Places you could once easily run across were now slippery and inaccessible. You could not rely on rocks and boulders for support, because they had been loosened. All around, people were digging ditches as fast as they could, but to my surprise nobody built any footbridges. In the marshes, we'd had footbridges linking everything to everything. Here, all you would find was the occasional platform which soon sank into the mud. Everybody took to sleeping on platforms. Out of bamboo and scarce boards, stilt villages were constructed. Because the water was now running off the hillsides in streams, people moved back towards the ark: it did not matter much where you lived, you were going to get wet. We woke up with swollen throats. The little ones caught colds, their ears ran with pus, and they cried through the night. My father waded across the plots where his millet was rotting.
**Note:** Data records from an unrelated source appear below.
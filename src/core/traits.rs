//! Core shape traits for numkern.

use crate::error::{KError, KResult};

/// Anything with a row and column count.
pub trait MatShape {
    /// Number of rows.
    fn nrows(&self) -> usize;
    /// Number of columns.
    fn ncols(&self) -> usize;

    fn is_square(&self) -> bool {
        self.nrows() == self.ncols()
    }

    /// Fail with `ShapeMismatch` unless square; returns the order.
    fn require_square(&self, op: &str) -> KResult<usize> {
        if self.is_square() {
            Ok(self.nrows())
        } else {
            Err(KError::ShapeMismatch(format!(
                "{op} requires a square matrix, got {}x{}",
                self.nrows(),
                self.ncols()
            )))
        }
    }
}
The wet did not come from the rain alone. It came from under us and from around us, it rose from everything. The earth slid away beneath us. Mosses grew in the fireplaces. Lakes and streams formed. Flowers bloomed in places where we had never seen any green before. The refuse that had been heaped up began to ferment, foodscraps, excrement, everything became one big mash. The flies stung. In the hills, the swallows seemed to hit the ground in full flight. The blackbirds huddled in the trees, smoothing their feathers. The chickens scrabbled in the mud. The cattle stood at one end of the enclosure, their heads into the wind. Sometimes the rain caught us in the middle of the night. Then we lay, curled up, soaked, waiting for morning. It always came like treachery: it was yet more unbearable dampness.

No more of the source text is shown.